15-Hydroxyeicosatetraenoic acid (15-HETE) protects pulmonary artery smooth muscle cells against apoptosis via HSP90

Abstract Aims 15-Hydroxyeicosatetraenoic acid (15-HETE), generated by hypoxia, is a product of arachidonic acid and mainly catalyzed by 15-lipoxygenase (15-LO) in pulmonary artery. As HSP90 is known to be involved in apoptosis in other tissues and cells, we aim to test whether anti-apoptotic effect of 15-HETE is regulated by the molecular chaperone in pulmonary artery smooth muscle cells.
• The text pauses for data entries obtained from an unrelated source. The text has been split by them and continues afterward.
//! Cost-scaling assignment by push-relabel, after the CSA code of Goldberg
//! and Kennedy.
//!
//! The solver works on a bipartite graph with `lhs_n` left nodes and
//! `rhs_n` right nodes and minimizes the total cost of a perfect matching.
//! Left-node prices are implicit; an epsilon-scaling outer loop divides the
//! scaling parameter until it drops below `2 / (n + 1)`, running a *refine*
//! phase at each scale. Refine repeatedly performs double-pushes on active
//! (unmatched) left nodes, kept in LIFO order: saturate the
//! minimum-reduced-cost arc, displace the right node's previous mate, and
//! relabel the right node. Per left node, a best-list of `NUM_BEST`
//! candidate arcs with a `next_best` bound finds the minimum-reduced-cost
//! arc without scanning the whole adjacency list ("quick min").
//!
//! Termination requires a perfect matching to exist; this is a caller
//! obligation, the solver loops forever on infeasible inputs.

use crate::error::{Error, Result};
use crate::INVALID;

const NUM_BEST: usize = 3;
const DEFAULT_SCALE_FACTOR: f64 = 10.0;

pub(crate) struct Csa {
    lhs_n: usize,

    // arcs, grouped contiguously by left node
    arc_head: Vec<usize>,
    arc_cost: Vec<f64>,
    arc_edge: Vec<usize>,
    first_arc: Vec<usize>,

    // right-node prices and the current matching
    price: Vec<f64>,
    matched_arc: Vec<usize>,
    matched_lhs: Vec<usize>,

    // quick-min candidate lists
    best: Vec<[usize; NUM_BEST]>,
    next_best: Vec<f64>,
    few_arcs: Vec<bool>,

    active: Vec<usize>,
    epsilon: f64,
    min_epsilon: f64,
    po_cost_thresh: f64,
    total_e: usize,
}

impl Csa {
    /// Solve the assignment problem for the given edge list.
    ///
    /// `sources[i]` must lie in `[0, n/2)` and `targets[i]` in `[n/2, n)`;
    /// `n` must be even and positive and at least one edge is required.
    pub(crate) fn solve(
        sources: &[usize],
        targets: &[usize],
        num_vertices: usize,
        weights: &[i64],
        edge_ids: &[usize],
    ) -> Result<Vec<usize>> {
        if num_vertices == 0 || num_vertices % 2 != 0 {
            return Err(Error::invalid("the number of vertices must be positive and even"));
        }
        if sources.is_empty() {
            return Err(Error::invalid("the graph must have at least one edge"));
        }
        let lhs_n = num_vertices / 2;
        for (&s, &t) in sources.iter().zip(targets) {
            if s >= lhs_n || t < lhs_n || t >= num_vertices {
                return Err(Error::invalid(format!(
                    "edge ({s}, {t}) does not connect the left side [0, {lhs_n}) to the right side [{lhs_n}, {num_vertices})"
                )));
            }
        }

        let mut csa = Csa::init(sources, targets, lhs_n, weights, edge_ids)?;
        csa.run();
        Ok(csa.matching())
    }

    fn init(
        sources: &[usize],
        targets: &[usize],
        lhs_n: usize,
        weights: &[i64],
        edge_ids: &[usize],
    ) -> Result<Csa> {
        let m = sources.len();

        // bucket the arcs by left node, preserving input order inside a bucket
        let mut degree = vec![0usize; lhs_n];
        for &s in sources {
            degree[s] += 1;
        }
        if let Some(v) = degree.iter().position(|&d| d == 0) {
            return Err(Error::invalid(format!(
                "left vertex {v} has no incident edge, no perfect matching exists"
            )));
        }
        let mut first_arc = Vec::with_capacity(lhs_n + 1);
        let mut next = 0;
        for v in 0..lhs_n {
            first_arc.push(next);
            next += degree[v];
        }
        first_arc.push(next);

        let mut cursor = first_arc[..lhs_n].to_vec();
        let mut arc_head = vec![0usize; m];
        let mut arc_cost = vec![0.0; m];
        let mut arc_edge = vec![0usize; m];
        let mut max_cost = 0i64;
        for i in 0..m {
            let a = cursor[sources[i]];
            cursor[sources[i]] += 1;
            arc_head[a] = targets[i] - lhs_n;
            arc_cost[a] = weights[i] as f64;
            arc_edge[a] = edge_ids[i];
            max_cost = max_cost.max(weights[i].abs());
        }

        let few_arcs = (0..lhs_n)
            .map(|v| first_arc[v + 1] - first_arc[v] < NUM_BEST + 1)
            .collect();

        let n = 2 * lhs_n;
        let mut csa = Csa {
            lhs_n,
            arc_head,
            arc_cost,
            arc_edge,
            first_arc,
            price: vec![0.0; lhs_n],
            matched_arc: vec![INVALID; lhs_n],
            matched_lhs: vec![INVALID; lhs_n],
            best: vec![[INVALID; NUM_BEST]; lhs_n],
            next_best: vec![0.0; lhs_n],
            few_arcs,
            active: Vec::with_capacity(lhs_n),
            epsilon: max_cost as f64,
            min_epsilon: 2.0 / (n as f64 + 1.0),
            po_cost_thresh: 2.0 * n as f64 * (DEFAULT_SCALE_FACTOR + 1.0),
            total_e: 0,
        };
        for v in 0..lhs_n {
            if !csa.few_arcs[v] {
                csa.best_build(v);
            }
        }
        Ok(csa)
    }

    fn reduced_cost(&self, a: usize) -> f64 {
        self.arc_cost[a] - self.price[self.arc_head[a]]
    }

    // rebuild the best-list of v: the NUM_BEST arcs of minimum reduced
    // cost, sorted, plus a bound under which the list is trustworthy
    fn best_build(&mut self, v: usize) {
        let first = self.first_arc[v];
        let stop = self.first_arc[v + 1];
        let mut best = [INVALID; NUM_BEST];

        for i in 0..NUM_BEST {
            let a = first + i;
            let rc = self.reduced_cost(a);
            self.sort_insert(&mut best, i, a, rc, i + 1);
        }

        // initial next_best from the first arc beyond the list
        let mut a = first + NUM_BEST;
        let rc = self.reduced_cost(a);
        let worst = self.reduced_cost(best[NUM_BEST - 1]);
        let mut next_best;
        if rc < worst {
            self.sort_insert(&mut best, NUM_BEST, a, rc, NUM_BEST);
            next_best = worst;
        } else {
            next_best = rc;
        }
        a += 1;

        while a != stop {
            let rc = self.reduced_cost(a);
            if rc < next_best {
                let worst = self.reduced_cost(best[NUM_BEST - 1]);
                if rc < worst {
                    self.sort_insert(&mut best, NUM_BEST, a, rc, NUM_BEST);
                    next_best = worst;
                } else {
                    next_best = rc;
                }
            }
            a += 1;
        }

        self.best[v] = best;
        self.next_best[v] = next_best;
    }

    // insert arc a with reduced cost a_rc into the sorted prefix of length
    // `size`, the list holding `nsize` entries afterwards
    fn sort_insert(&self, best: &mut [usize; NUM_BEST], size: usize, a: usize, a_rc: f64, nsize: usize) {
        if size == 0 {
            best[0] = a;
            return;
        }
        let mut at = size.min(nsize - 1);
        for i in 0..size {
            if a_rc < self.reduced_cost(best[i]) {
                at = i;
                for k in ((i + 1)..nsize).rev() {
                    best[k] = best[k - 1];
                }
                break;
            }
        }
        best[at] = a;
    }

    // assume v is unmatched and perform a double push from it
    fn double_push(&mut self, v: usize) {
        let first = self.first_arc[v];
        let stop = self.first_arc[v + 1];

        // part I: the minimum-reduced-cost arc adm and the gap to the
        // second-minimum reduced cost
        let mut adm;
        let mut v_pref;
        let mut v_second;
        if self.few_arcs[v] {
            adm = first;
            v_pref = self.reduced_cost(first);
            v_second = v_pref + self.epsilon * (self.po_cost_thresh + 1.0);
            for a in first + 1..stop {
                let rc = self.reduced_cost(a);
                if v_pref > rc {
                    v_second = v_pref;
                    v_pref = rc;
                    adm = a;
                } else if v_second > rc {
                    v_second = rc;
                }
            }
        } else {
            adm = self.best[v][1];
            v_second = self.reduced_cost(adm);
            adm = self.best[v][0];
            v_pref = self.reduced_cost(adm);
            if v_pref > v_second {
                adm = self.best[v][1];
                std::mem::swap(&mut v_pref, &mut v_second);
            }
            for i in 2..NUM_BEST {
                let a = self.best[v][i];
                let rc = self.reduced_cost(a);
                if v_pref > rc {
                    v_second = v_pref;
                    v_pref = rc;
                    adm = a;
                } else if v_second > rc {
                    v_second = rc;
                }
            }
            if v_second > self.next_best[v] {
                // the list can no longer be trusted
                self.best_build(v);
                adm = self.best[v][0];
                v_pref = self.reduced_cost(adm);
                v_second = self.reduced_cost(self.best[v][1]);
            }
        }

        let adm_gap = v_second - v_pref;

        // part II: match v through adm, displacing the previous mate of the
        // right node, then relabel the right node so the matched arc has
        // implicit reduced cost -epsilon
        let w = self.arc_head[adm];
        let u = self.matched_lhs[w];
        if u != INVALID {
            self.matched_arc[u] = INVALID;
            self.active.push(u);
        } else {
            self.total_e -= 1;
        }
        self.matched_arc[v] = adm;
        self.matched_lhs[w] = v;
        self.price[w] -= adm_gap + self.epsilon;
    }

    // saturate all negative arcs (unmatch everything) and push until no
    // left node has excess
    fn refine(&mut self) {
        self.total_e = 0;
        self.active.clear();
        for v in 0..self.lhs_n {
            if self.matched_arc[v] != INVALID {
                let w = self.arc_head[self.matched_arc[v]];
                self.matched_lhs[w] = INVALID;
                self.matched_arc[v] = INVALID;
            }
            self.total_e += 1;
            self.active.push(v);
        }
        while self.total_e > 0 {
            let v = self.active.pop().expect("active count tracks total excess");
            self.double_push(v);
        }
    }

    fn run(&mut self) {
        loop {
            self.epsilon = (self.epsilon / DEFAULT_SCALE_FACTOR).max(self.min_epsilon);
            self.refine();
            if self.epsilon <= self.min_epsilon {
                return;
            }
        }
    }

    fn matching(&self) -> Vec<usize> {
        (0..self.lhs_n)
            .map(|v| self.arc_edge[self.matched_arc[v]])
            .collect()
    }
}

#[cfg(test)]
mod tests {
    use super::Csa;

    #[test]
    fn unit_weights() {
        let sources = [0, 0, 1, 1, 2];
        let targets = [3, 4, 3, 5, 5];
        let weights = [1i64; 5];
        let ids = [0, 1, 2, 3, 4];
        let mut res = Csa::solve(&sources, &targets, 6, &weights, &ids).unwrap();
        res.sort_unstable();
        assert_eq!(res, vec![1, 2, 4]);
    }

    #[test]
    fn weighted_instance() {
        let sources = [0, 0, 1, 1, 2, 1];
        let targets = [3, 4, 3, 5, 5, 4];
        let weights = [3i64, 1, 6, 0, 10, 2];
        let ids = [0, 1, 2, 3, 4, 5];
        let mut res = Csa::solve(&sources, &targets, 6, &weights, &ids).unwrap();
        res.sort_unstable();
        assert_eq!(res, vec![0, 4, 5]);
    }

    #[test]
    fn single_edge() {
        let res = Csa::solve(&[0], &[1], 2, &[7], &[0]).unwrap();
        assert_eq!(res, vec![0]);
    }

    #[test]
    fn identity_permutation_is_cheapest() {
        // complete 4x4 bipartite graph where matching i -> i is free and
        // everything else costs 10
        let mut sources = Vec::new();
        let mut targets = Vec::new();
        let mut weights = Vec::new();
        let mut ids = Vec::new();
        for s in 0..4usize {
            for t in 0..4usize {
                sources.push(s);
                targets.push(4 + t);
                weights.push(if s == t { 0 } else { 10 });
                ids.push(sources.len() - 1);
            }
        }
        let res = Csa::solve(&sources, &targets, 8, &weights, &ids).unwrap();
        let total: i64 = res.iter().map(|&e| weights[e]).sum();
        assert_eq!(total, 0);
    }

    #[test]
    fn rejects_odd_vertex_count() {
        assert!(Csa::solve(&[0], &[1], 3, &[1], &[0]).is_err());
    }

    #[test]
    fn rejects_wrong_sides() {
        assert!(Csa::solve(&[0, 2], &[2, 3], 4, &[1, 1], &[0, 1]).is_err());
        assert!(Csa::solve(&[0, 1], &[1, 3], 4, &[1, 1], &[0, 1]).is_err());
    }
}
Main methods To test this hypothesis, we performed cell viability analysis, mitochondrial potential assay, caspase-3 activity measurement, Western blot, and terminal deoxynucleotidyl transferase-mediated dUTP nick end-labeling with and without HSP90 inhibitor. Key findings Our results showed that both exogenous and endogenous 15-HETE up-regulated HSP90 expression and prevented PASMC from serum deprivation-induced apoptosis. Serum deprivation lead to mitochondrial membrane depolarization, decreased expression of Bcl-2 and enhanced expression of Bax, and activation of caspase-3 and caspase-9 in PASMCs. 15-HETE reversed all these effects in a HSP90-dependent manner. Significance This study establishes the factor involved in 15-HETE-protecting PASMC from apoptosis and the regulation of HSP90 by 15-HETE may be an important mechanism underlying the treatment of pulmonary artery hypertension and provide a novel therapeutic target in future.